Avrupa Birliği'nin Horizon 2022 projesi kapsamında Avrupa Birliği'nden fon sağlanarak desteklenen çalışma, Şeker pancarı veya havuç "nano-plateletleri" dahil olmak üzere beton karışımlarının betonun mekanik özelliklerini önemli ölçüde iyileştirdiğini gösteren ilk testlerin sonuçları.
Biyolojik evler, saman, bitki sapı gibi tarımsal ürünlerin kalıntıları veya çimler gibi çimenler ile inşa edilenler hakkındaki makalemizi hatırlayın.
Bu bitki bazlı betonların ayrıca, grafen (bkz. grafenli mimari) veya karbon nanotüpler gibi ticari olarak mevcut tüm çimento katkı maddelerinden daha iyi performans gösterdiği ve gıda endüstrisinden gelen atıkları kullanırken çok daha düşük bir maliyetle olduğu bulundu.
Kök sebzelerden ekstrakte edilen "nano trombositler", hem hidratlı kalsiyum silikat miktarını artırmak için çalışır (Portland çimentosunun ana hidratlı bileşiklerinden biridir, çimentonun dirençli özelliklerinden sorumludur), performansı kontrol eden ana maddedir. beton, içinde görünen çatlakları durdurmak için.
Kök sebzeler 'nano trombositler' çimento gücünü artırır
Kompozitler sadece mekanik özellikler ve mikro yapı açısından mevcut çimento ürünlerinden üstün olmakla kalmaz, aynı zamanda daha az miktarda çimento kullanırlar. Bu, çimento üretimiyle ilişkili hem enerji tüketimini hem de CO2 emisyonlarını önemli ölçüde azaltır.
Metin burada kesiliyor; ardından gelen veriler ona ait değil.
#[cfg(test)]
mod tests {
    use super::*;
    use std::io::Cursor;
    use tempdir::TempDir;

    fn sample_upload(width: u32, height: u32, seed: u8) -> Vec<u8> {
        let bitmap = RgbaImage::from_fn(width, height, |x, y| {
            image::Rgba([(x % 256) as u8, (y % 256) as u8, seed, 255])
        });
        let mut bytes = Vec::new();
        image::DynamicImage::ImageRgba8(bitmap)
            .write_to(&mut Cursor::new(&mut bytes), image::ImageFormat::Png)
            .unwrap();
        bytes
    }

    fn create_store(dir: &TempDir) -> TextureStore {
        TextureStore::new("test".to_string(), dir.path())
            .expect("Failed to create store")
    }

    #[tokio::test]
    async fn upload_then_load_returns_the_cached_handle() {
        let dir = TempDir::new("textures").unwrap();
        let store = create_store(&dir);

        let processed = store
            .process_and_load(&sample_upload(64, 112, 1))
            .await
            .unwrap();
        let loaded = store.load(processed.key.as_str()).await.unwrap();

        assert!(Arc::ptr_eq(&processed.texture, &loaded));
        assert_eq!(store.resident(), 1);
        assert_eq!(store.stats().hits, 1);
    }

    #[tokio::test]
    async fn large_uploads_are_bounded() {
        let dir = TempDir::new("textures").unwrap();
        let store = create_store(&dir);

        let bytes = sample_upload(2000, 3500, 2);
        let processed = store.process_and_load(&bytes).await.unwrap();

        assert!(processed.width <= 1024 && processed.height <= 1024);
        assert_eq!(processed.height, 1024);
        assert!(store.contains(processed.key.as_str()));
        assert!(dir.path().join(processed.key.as_str()).exists());
    }

    #[tokio::test]
    async fn unknown_key_fails_and_is_not_inserted() {
        let dir = TempDir::new("textures").unwrap();
        let store = create_store(&dir);

        let result = store.load("unreachable-url").await;
        assert!(matches!(result, Err(DeckError::AssetLoad(_, _))));
        assert_eq!(store.resident(), 0);
        assert!(!store.contains("unreachable-url"));
    }

    #[tokio::test]
    async fn keys_cannot_escape_the_store_directory() {
        let dir = TempDir::new("textures").unwrap();
        let store = create_store(&dir);

        let result = store.load("../outside").await;
        assert!(matches!(result, Err(DeckError::AssetLoad(_, _))));
    }

    #[tokio::test]
    async fn concurrent_loads_share_one_fetch() {
        let dir = TempDir::new("textures").unwrap();
        let store = create_store(&dir);

        let processed = store
            .process_and_load(&sample_upload(64, 112, 3))
            .await
            .unwrap();
        let key = processed.key.to_string();
        drop(processed);
        store.clear();
        let before = store.stats().misses;

        let (first, second) = tokio::join!(store.load(&key), store.load(&key));
        let (first, second) = (first.unwrap(), second.unwrap());

        assert!(Arc::ptr_eq(&first, &second));
        assert_eq!(store.stats().misses, before + 1);
    }

    #[tokio::test]
    async fn identical_uploads_reuse_the_entry() {
        let dir = TempDir::new("textures").unwrap();
        let store = create_store(&dir);

        let bytes = sample_upload(64, 112, 4);
        let first = store.process_and_load(&bytes).await.unwrap();
        let second = store.process_and_load(&bytes).await.unwrap();

        assert_eq!(first.key, second.key);
        assert!(Arc::ptr_eq(&first.texture, &second.texture));
        assert_eq!(first.encoded, second.encoded);
        assert_eq!(store.resident(), 1);
        // The second call is a pure hit; no second normalization ran.
        assert_eq!(store.stats().misses, 1);
        assert_eq!(store.stats().hits, 1);
    }

    #[tokio::test]
    async fn remove_evicts_handle_and_stored_bytes() {
        let dir = TempDir::new("textures").unwrap();
        let store = create_store(&dir);

        let processed = store
            .process_and_load(&sample_upload(64, 112, 5))
            .await
            .unwrap();
        let key = processed.key.to_string();

        store.remove(&key);
        assert!(!store.contains(&key));
        assert!(!dir.path().join(&key).exists());
        assert!(store.load(&key).await.is_err());

        // Absent keys are a no-op.
        store.remove(&key);
    }

    #[tokio::test]
    async fn invalid_uploads_are_wrapped_as_processing_errors() {
        let dir = TempDir::new("textures").unwrap();
        let store = create_store(&dir);

        let result = store.process_and_load(b"not an image").await;
        assert!(matches!(result, Err(DeckError::Processing(_))));
        assert_eq!(store.resident(), 0);
    }

    #[tokio::test]
    async fn default_textures_are_synthesized_once() {
        let dir = TempDir::new("textures").unwrap();
        let store = create_store(&dir);

        let front = store.default_front();
        assert_eq!((front.width, front.height), (512, 896));
        assert!(Arc::ptr_eq(&front, &store.default_front()));

        let back = store.default_back();
        assert!(!Arc::ptr_eq(&front, &back));

        // The reserved key resolves through the ordinary lookup path.
        let via_load = store.load(DEFAULT_FRONT_KEY).await.unwrap();
        assert!(Arc::ptr_eq(&front, &via_load));
    }

    #[tokio::test]
    async fn clear_drops_residents_but_keeps_stored_bytes() {
        let dir = TempDir::new("textures").unwrap();
        let store = create_store(&dir);

        let processed = store
            .process_and_load(&sample_upload(64, 112, 6))
            .await
            .unwrap();
        let key = processed.key.to_string();

        store.clear();
        assert_eq!(store.resident(), 0);
        assert!(dir.path().join(&key).exists());

        // A reload rebuilds the handle from the stored bytes.
        let reloaded = store.load(&key).await.unwrap();
        assert_eq!((reloaded.width, reloaded.height), (64, 112));
    }
}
Görmeniz gereken iki ilginç makale:
- beton ev örnekleri
- Beton ile prekast elemanlar
- Damgalı beton için kalıplar
İnşaat sektörü acilen karbon emisyonlarını azaltmanın yollarını arıyor. Bunun nedeni, karbondioksitin çimento üretimi sırasında meydana gelen kimyasal dönüşümün bir yan ürünü olmasıdır. İşlem ayrıca çimentonun genellikle fosil yakıtların yakılması yoluyla çok yüksek sıcaklıklara ısıtılmasını gerektirir.
Betonun ana bileşenlerinden biri olan sıradan Portland çimentosunun üretimi, yüksek oranda karbon yoğundur ve üretimi, toplam küresel CO2 emisyonlarının yüzde sekizini oluşturur. Artan talep nedeniyle bu rakamın önümüzdeki 30 yıl içinde ikiye katlanması bekleniyor. (BURADA referans raporuna bakın)
Mühendisler, metreküp beton başına 40 kilogram daha az Portland çimentosu kullanarak aynı hacim için 40 kg CO2 tasarrufu sağladı. Az gibi görünse de bir ülkenin tüketimine benzetecek olursak çok büyük rakamlardan bahsediyoruz.
Bitki bazlı çimentolu bileşiklerin de daha yoğun bir mikro yapıya sahip olduğu bulundu., korozyonu önlemek ve malzemelerin kullanım ömrünü artırmak için önemlidir.
Lancaster Üniversitesi Mühendislik Departmanından Profesör Mohamed Saafi ve baş araştırmacı, bu araştırmanın inşaat sektöründeki karbon emisyonlarını azaltmak için uzun bir yol kat edebileceğine inanıyor.
Makaleyi beğendiyseniz, oy verin ve paylaşın!